There used to be two Yankees prospects here. Now there is one.
For reasons unbeknownst to me, people absolutely love lists. Top tens, top 25, power rankings; they're everywhere, they're completely arbitrary and even still, they bring out incredibly visceral reactions. Why is this team so high? Why is my team so low? Why don't you love my favorite player like I love my favorite player? I'm guilty of it, you're guilty of it and no matter how much we try to fight it, with each new list comes a new round of arguments.
I'm usually pretty good about ignoring lists. They are rarely ever static so why do I need this list when there will be a new list in a week? But try as I might, prospect lists always seem to draw me in. All of them. If I have to explain myself, I'll attribute it to the fact that they're usually only produced once a year. A list using a one year sample size is slightly more meaningful than one week. Only slightly, though.
When you're dealing with a prospect list you kind of have the expectation that you're going to be waiting awhile. Where power rankings and week-to-week top tens give you the instant gratification of knowing who a random somebody or nobody thinks is good or bad, prospect lists give you hope for the future. If you look at any of the Yankees lists, you know we're really going to be waiting awhile.
Mason Williams, Gary Sanchez, Jose Campos or any of the other players typically listed in the top ten aren't going to contribute for awhile, but we understand and accept it. Why should they have to? Let them be young, you savages. They aren't close to the majors so we just kind of go with it. The prospects in Triple-A are the ones we expect to contribute reasonably soon. Not Dellin Betances, though. Consistently ranked as one of the top prospects in the system, the expectation that he be ready to contribute soon should be ever present. It isn't. At least not in the way we would expect from a top prospect. For a number of reasons, we're stuck in what feels like an endless loop waiting for Betances.
Betances has always flashed the ability to be the guy we've been told he can be. Big fastball, power curve, third-pitch changeup; we know the story. He's just never been able to put it all together for any significant stretch of time as he moved up the ranks. To tease that kind of ability and not string it together means he's either wildly inconsistent or a jerk. I don't think he's a jerk, so it has to be the former. He probably could be a jerk if he wanted to; the guy is a giant. Throw Manny Banuelos against his locker and take his lunch money or something. Of course that isn't the case, but it's funny to imagine.

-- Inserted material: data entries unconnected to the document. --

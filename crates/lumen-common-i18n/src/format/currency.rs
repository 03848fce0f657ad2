// Copyright (c) 2025 Geoffrey Huntley <ghuntley@ghuntley.com>. All rights reserved.
// SPDX-License-Identifier: Proprietary

//! Currency formatting.

use crate::error::FormatError;
use crate::format::number::{NumberFormatOptions, NumberFormatter};
use crate::locale::Locale;

/// Default symbol and minor-unit digits for currencies with a known symbol.
/// Any other well-formed ISO code renders as the code itself with two digits.
static CURRENCIES: &[(&str, &str, u8)] = &[
	("USD", "$", 2),
	("EUR", "€", 2),
	("GBP", "£", 2),
	("JPY", "¥", 0),
	("BRL", "R$", 2),
	("MXN", "MX$", 2),
	("CAD", "CA$", 2),
	("AUD", "A$", 2),
	("CHF", "CHF", 2),
	("SAR", "SAR", 2),
];

/// Symbols a locale spells differently from the default: (locale, code, symbol).
static LOCAL_SYMBOLS: &[(&str, &str, &str)] = &[
	("es", "USD", "US$"),
	("pt", "USD", "US$"),
	("ar", "USD", "US$"),
	("fr", "USD", "$US"),
	("fr", "CAD", "$CA"),
	("ar", "SAR", "ر.س.\u{200f}"),
];

#[derive(Debug, Clone, Copy, PartialEq, Eq)]
enum Placement {
	/// Symbol, separator, number (`$1.00`, `R$ 1,00`).
	Prefix(&'static str),
	/// Number, separator, symbol (`1,00 €`).
	Suffix(&'static str),
}

fn placement(locale: Locale) -> Placement {
	match locale.code() {
		"en" => Placement::Prefix(""),
		"pt" => Placement::Prefix("\u{a0}"),
		_ => Placement::Suffix("\u{a0}"),
	}
}

/// A validated currency formatter bound to one locale and currency.
#[derive(Debug)]
pub struct CurrencyFormatter {
	code: String,
	symbol: &'static str,
	placement: Placement,
	number: NumberFormatter,
}

impl CurrencyFormatter {
	pub fn try_new(locale: Locale, currency_code: &str) -> Result<Self, FormatError> {
		if currency_code.len() != 3 || !currency_code.bytes().all(|b| b.is_ascii_alphabetic()) {
			return Err(FormatError::InvalidCurrency(currency_code.to_string()));
		}
		let code = currency_code.to_ascii_uppercase();

		let known = CURRENCIES.iter().find(|(c, _, _)| *c == code);
		let digits = known.map(|(_, _, d)| *d).unwrap_or(2);
		let symbol = LOCAL_SYMBOLS
			.iter()
			.find(|(l, c, _)| *l == locale.code() && *c == code)
			.map(|(_, _, s)| *s)
			.or_else(|| known.map(|(_, s, _)| *s))
			.unwrap_or("");

		let number = NumberFormatter::try_new(locale, NumberFormatOptions::fixed(digits))?;
		Ok(Self {
			code,
			symbol,
			placement: placement(locale),
			number,
		})
	}

	pub fn locale(&self) -> Locale {
		self.number.locale()
	}

	pub fn currency_code(&self) -> &str {
		&self.code
	}

	pub fn format(&self, value: f64) -> String {
		let symbol = if self.symbol.is_empty() {
			self.code.as_str()
		} else {
			self.symbol
		};

		// The locale's sign comes from the signed rendering; the symbol goes
		// between it and the digits.
		let magnitude = self.number.format(value.abs());
		let signed = self.number.format(value);
		let sign = signed.strip_suffix(magnitude.as_str()).unwrap_or("");

		match self.placement {
			Placement::Prefix(sep) => format!("{sign}{symbol}{sep}{magnitude}"),
			Placement::Suffix(sep) => format!("{sign}{magnitude}{sep}{symbol}"),
		}
	}
}

/// Format `value` as an amount of `currency_code` (ISO 4217, case-insensitive).
pub fn format_currency(locale: Locale, value: f64, currency_code: &str) -> Result<String, FormatError> {
	Ok(CurrencyFormatter::try_new(locale, currency_code)?.format(value))
}
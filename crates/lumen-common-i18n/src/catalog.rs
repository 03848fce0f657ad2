// Copyright (c) 2025 Geoffrey Huntley <ghuntley@ghuntley.com>. All rights reserved.
// SPDX-License-Identifier: Proprietary

//! Message bundles and the immutable per-locale catalog.

use std::collections::{BTreeSet, HashMap};
use std::fmt;
use std::io::Read;
use std::path::Path;

use serde_json::Value;

use crate::error::CatalogError;
use crate::locale::{AvailableLocales, Locale};

/// Key → template mapping for a single locale.
pub enum Bundle {
	/// Templates held in memory, usually loaded from JSON.
	Map(HashMap<String, String>),
	/// A compiled GNU gettext catalog. Keys are msgids.
	Gettext(gettext::Catalog),
}

impl Bundle {
	pub fn new() -> Self {
		Bundle::Map(HashMap::new())
	}

	pub fn from_pairs<I, K, V>(pairs: I) -> Self
	where
		I: IntoIterator<Item = (K, V)>,
		K: Into<String>,
		V: Into<String>,
	{
		Bundle::Map(pairs.into_iter().map(|(k, v)| (k.into(), v.into())).collect())
	}

	/// Parse a JSON bundle. Nested objects are flattened into dot-separated
	/// keys, so `{"nav": {"home": "Home"}}` yields `nav.home`.
	pub fn from_json_str(json: &str) -> Result<Self, CatalogError> {
		let value: Value = serde_json::from_str(json)?;
		Self::from_json_value(value)
	}

	pub fn from_json_reader<R: Read>(reader: R) -> Result<Self, CatalogError> {
		let value: Value = serde_json::from_reader(reader)?;
		Self::from_json_value(value)
	}

	fn from_json_value(value: Value) -> Result<Self, CatalogError> {
		let Value::Object(root) = value else {
			return Err(CatalogError::invalid_bundle("", "bundle root must be an object"));
		};
		let mut map = HashMap::new();
		flatten_into(&mut map, String::new(), root)?;
		Ok(Bundle::Map(map))
	}

	/// Parse a compiled `.mo` file.
	pub fn from_mo_reader<R: Read>(reader: R) -> Result<Self, CatalogError> {
		Ok(Bundle::Gettext(gettext::Catalog::parse(reader)?))
	}

	pub fn get<'a>(&'a self, key: &'a str) -> Option<&'a str> {
		match self {
			Bundle::Map(map) => map.get(key).map(String::as_str),
			Bundle::Gettext(catalog) => {
				let translated = catalog.gettext(key);
				(translated != key).then_some(translated)
			}
		}
	}

	/// Keys held by the bundle, or `None` for gettext catalogs, which cannot
	/// be enumerated.
	pub fn keys(&self) -> Option<impl Iterator<Item = &str>> {
		match self {
			Bundle::Map(map) => Some(map.keys().map(String::as_str)),
			Bundle::Gettext(_) => None,
		}
	}
}

impl Default for Bundle {
	fn default() -> Self {
		Self::new()
	}
}

impl fmt::Debug for Bundle {
	fn fmt(&self, f: &mut fmt::Formatter<'_>) -> fmt::Result {
		match self {
			Bundle::Map(map) => f.debug_struct("Bundle::Map").field("len", &map.len()).finish(),
			Bundle::Gettext(_) => f.write_str("Bundle::Gettext"),
		}
	}
}

fn flatten_into(
	out: &mut HashMap<String, String>,
	prefix: String,
	object: serde_json::Map<String, Value>,
) -> Result<(), CatalogError> {
	for (name, value) in object {
		let key = if prefix.is_empty() {
			name
		} else {
			format!("{prefix}.{name}")
		};
		match value {
			Value::String(template) => {
				out.insert(key, template);
			}
			Value::Object(nested) => flatten_into(out, key, nested)?,
			other => {
				return Err(CatalogError::invalid_bundle(
					key,
					format!("expected string or object, found {}", json_kind(&other)),
				));
			}
		}
	}
	Ok(())
}

fn json_kind(value: &Value) -> &'static str {
	match value {
		Value::Null => "null",
		Value::Bool(_) => "boolean",
		Value::Number(_) => "number",
		Value::String(_) => "string",
		Value::Array(_) => "array",
		Value::Object(_) => "object",
	}
}

/// Outcome of resolving a key with base-locale fallback.
#[derive(Debug, Clone, Copy, PartialEq, Eq)]
pub enum Resolved<'a> {
	/// Found in the requested locale.
	Active(&'a str),
	/// Missing in the requested locale, found in the base locale.
	Base(&'a str),
	/// Missing everywhere. Callers render a visible fallback.
	Missing,
}

impl<'a> Resolved<'a> {
	pub fn template(&self) -> Option<&'a str> {
		match self {
			Resolved::Active(t) | Resolved::Base(t) => Some(t),
			Resolved::Missing => None,
		}
	}

	pub fn is_missing(&self) -> bool {
		matches!(self, Resolved::Missing)
	}
}

/// Immutable mapping from locale to bundle, with one designated base locale
/// used as the fallback for missing keys.
#[derive(Debug)]
pub struct MessageCatalog {
	base: Locale,
	bundles: HashMap<Locale, Bundle>,
}

impl MessageCatalog {
	pub fn builder(base: Locale) -> CatalogBuilder {
		CatalogBuilder::new(base)
	}

	pub fn base_locale(&self) -> Locale {
		self.base
	}

	pub fn has_bundle(&self, locale: Locale) -> bool {
		self.bundles.contains_key(&locale)
	}

	/// Exact lookup without fallback.
	pub fn lookup<'a>(&'a self, locale: Locale, key: &'a str) -> Option<&'a str> {
		self.bundles.get(&locale).and_then(|bundle| bundle.get(key))
	}

	/// Lookup with fallback to the base locale.
	pub fn resolve<'a>(&'a self, locale: Locale, key: &'a str) -> Resolved<'a> {
		if let Some(template) = self.lookup(locale, key) {
			return Resolved::Active(template);
		}

		if locale != self.base {
			if let Some(template) = self.lookup(self.base, key) {
				tracing::trace!(%locale, key, base = %self.base, "using base locale translation");
				return Resolved::Base(template);
			}
		}

		tracing::debug!(%locale, key, "missing translation");
		Resolved::Missing
	}

	/// Translate a key for the given locale.
	///
	/// Falls back to the base locale if the translation is not found, then to
	/// the key itself.
	pub fn t(&self, locale: Locale, key: &str) -> String {
		self.resolve(locale, key).template().unwrap_or(key).to_string()
	}

	/// Keys present in the base bundle but absent for `locale`, sorted.
	///
	/// Gettext bundles cannot be enumerated; when the base bundle is one, the
	/// report is empty.
	pub fn missing_keys(&self, locale: Locale) -> Vec<String> {
		let Some(base_keys) = self.bundles.get(&self.base).and_then(|b| b.keys()) else {
			return Vec::new();
		};
		let keys: BTreeSet<&str> = base_keys.collect();
		keys.into_iter()
			.filter(|key| self.lookup(locale, key).is_none())
			.map(str::to_string)
			.collect()
	}
}

/// Collects bundles and validates them into a [`MessageCatalog`].
#[derive(Debug)]
pub struct CatalogBuilder {
	base: Locale,
	bundles: HashMap<Locale, Bundle>,
}

impl CatalogBuilder {
	pub fn new(base: Locale) -> Self {
		Self {
			base,
			bundles: HashMap::new(),
		}
	}

	/// Add or replace the bundle for `locale`.
	pub fn bundle(mut self, locale: Locale, bundle: Bundle) -> Self {
		self.bundles.insert(locale, bundle);
		self
	}

	pub fn json(self, locale: Locale, json: &str) -> Result<Self, CatalogError> {
		Ok(self.bundle(locale, Bundle::from_json_str(json)?))
	}

	/// Load `<code>.json` (preferred) or `<code>.mo` from `dir` for each
	/// available locale. Locales without a file are left to [`build`].
	///
	/// [`build`]: CatalogBuilder::build
	pub fn load_dir(mut self, dir: &Path, available: &AvailableLocales) -> Result<Self, CatalogError> {
		for locale in available.iter() {
			let json_path = dir.join(format!("{}.json", locale.code()));
			let mo_path = dir.join(format!("{}.mo", locale.code()));

			let bundle = if json_path.exists() {
				tracing::debug!(path = %json_path.display(), %locale, "loading JSON bundle");
				let file = open(&json_path)?;
				Bundle::from_json_reader(std::io::BufReader::new(file))?
			} else if mo_path.exists() {
				tracing::debug!(path = %mo_path.display(), %locale, "loading gettext bundle");
				Bundle::from_mo_reader(open(&mo_path)?)?
			} else {
				tracing::debug!(dir = %dir.display(), %locale, "no bundle file found");
				continue;
			};

			self.bundles.insert(locale, bundle);
		}
		Ok(self)
	}

	/// Finish the catalog.
	///
	/// The base locale must have a bundle. Available locales without one get
	/// an empty bundle so every lookup falls through to the base.
	pub fn build(mut self, available: &AvailableLocales) -> Result<MessageCatalog, CatalogError> {
		if !self.bundles.contains_key(&self.base) {
			return Err(CatalogError::MissingBaseBundle(self.base.code().to_string()));
		}

		for locale in available.iter() {
			if !self.bundles.contains_key(&locale) {
				tracing::warn!(%locale, "no bundle for available locale, all keys fall back to base");
				self.bundles.insert(locale, Bundle::new());
			}
		}

		Ok(MessageCatalog {
			base: self.base,
			bundles: self.bundles,
		})
	}
}

fn open(path: &Path) -> Result<std::fs::File, CatalogError> {
	std::fs::File::open(path).map_err(|source| CatalogError::Io {
		path: path.to_path_buf(),
		source,
	})
}

#[cfg(test)]
mod tests {
	use super::*;

	fn locale(code: &str) -> Locale {
		Locale::parse(code).unwrap()
	}

	fn catalog() -> MessageCatalog {
		let available = AvailableLocales::from_codes(["en", "es", "fr"]).unwrap();
		MessageCatalog::builder(locale("en"))
			.bundle(
				locale("en"),
				Bundle::from_pairs([("greeting", "Hello, {name}!"), ("nav.home", "Home")]),
			)
			.bundle(locale("es"), Bundle::from_pairs([("nav.home", "Inicio")]))
			.build(&available)
			.unwrap()
	}

	#[test]
	fn test_translate_active_locale() {
		assert_eq!(catalog().t(locale("es"), "nav.home"), "Inicio");
	}

	#[test]
	fn test_fallback_to_base() {
		let catalog = catalog();
		assert_eq!(
			catalog.resolve(locale("es"), "greeting"),
			Resolved::Base("Hello, {name}!")
		);
		assert_eq!(catalog.t(locale("fr"), "nav.home"), "Home");
	}

	#[test]
	fn test_fallback_to_key() {
		let catalog = catalog();
		assert!(catalog.resolve(locale("en"), "completely.unknown.key").is_missing());
		assert_eq!(catalog.t(locale("es"), "completely.unknown.key"), "completely.unknown.key");
	}

	#[test]
	fn test_lookup_does_not_fall_back() {
		assert_eq!(catalog().lookup(locale("es"), "greeting"), None);
	}

	#[test]
	fn test_build_requires_base_bundle() {
		let available = AvailableLocales::from_codes(["en", "es"]).unwrap();
		let err = MessageCatalog::builder(locale("en"))
			.bundle(locale("es"), Bundle::new())
			.build(&available)
			.unwrap_err();
		assert!(matches!(err, CatalogError::MissingBaseBundle(code) if code == "en"));
	}

	#[test]
	fn test_build_fills_missing_available_bundles() {
		let catalog = catalog();
		assert!(catalog.has_bundle(locale("fr")));
		assert!(!catalog.has_bundle(locale("de")));
	}

	#[test]
	fn test_json_bundle_flattens_nested_objects() {
		let bundle = Bundle::from_json_str(
			r#"{"nav": {"home": "Home", "lessons": {"title": "Lessons"}}, "ok": "OK"}"#,
		)
		.unwrap();
		assert_eq!(bundle.get("nav.home"), Some("Home"));
		assert_eq!(bundle.get("nav.lessons.title"), Some("Lessons"));
		assert_eq!(bundle.get("ok"), Some("OK"));
		assert_eq!(bundle.get("nav"), None);
	}

	#[test]
	fn test_json_bundle_rejects_non_string_leaves() {
		let err = Bundle::from_json_str(r#"{"count": 3}"#).unwrap_err();
		assert!(matches!(err, CatalogError::InvalidBundle { key, .. } if key == "count"));

		let err = Bundle::from_json_str(r#"["a"]"#).unwrap_err();
		assert!(matches!(err, CatalogError::InvalidBundle { .. }));
	}

	#[test]
	fn test_missing_keys_report() {
		let catalog = catalog();
		assert_eq!(catalog.missing_keys(locale("es")), vec!["greeting".to_string()]);
		assert_eq!(
			catalog.missing_keys(locale("fr")),
			vec!["greeting".to_string(), "nav.home".to_string()]
		);
		assert!(catalog.missing_keys(locale("en")).is_empty());
	}

	#[test]
	fn test_load_dir_reads_json_files() {
		let dir = tempfile::tempdir().unwrap();
		std::fs::write(dir.path().join("en.json"), r#"{"title": "Lessons"}"#).unwrap();
		std::fs::write(dir.path().join("es.json"), r#"{"title": "Lecciones"}"#).unwrap();

		let available = AvailableLocales::from_codes(["en", "es", "fr"]).unwrap();
		let catalog = MessageCatalog::builder(locale("en"))
			.load_dir(dir.path(), &available)
			.unwrap()
			.build(&available)
			.unwrap();

		assert_eq!(catalog.t(locale("es"), "title"), "Lecciones");
		assert_eq!(catalog.t(locale("fr"), "title"), "Lessons");
	}

	#[test]
	fn test_load_dir_surfaces_malformed_files() {
		let dir = tempfile::tempdir().unwrap();
		std::fs::write(dir.path().join("en.json"), "{not json").unwrap();

		let available = AvailableLocales::from_codes(["en"]).unwrap();
		let result = MessageCatalog::builder(locale("en")).load_dir(dir.path(), &available);
		assert!(matches!(result, Err(CatalogError::Json(_))));
	}
}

Inconsistency, as it relates to Betances, almost always means inability to avoid walks. It has always been the walks. You expect batters to be more patient at the higher levels, but at the same time, you would expect a progression with command. The former has certainly happened; it's the latter that's holding Betances back.
I really don't know what to say. There will no doubt be words after this, but the point stands. We keep waiting and waiting for the improvements to come and they never do. I guess you could qualify lowering his FIP by about a run and his BB/9 by one in the last month as improvement, but would you? Would you, really? They're technically improvements, just not in the grand scheme of things. He's still walking way too many batters, still falling behind too much, and it's killing his ability to get swings and misses. His curveball is such a powerful weapon to put hitters away with from what I've seen, but what good is it when he's hesitant to throw it because he's constantly behind in the count? The numbers across the board are so vastly inflated from a year and level ago that it's difficult to make heads or tails of what the team is supposed to do with him.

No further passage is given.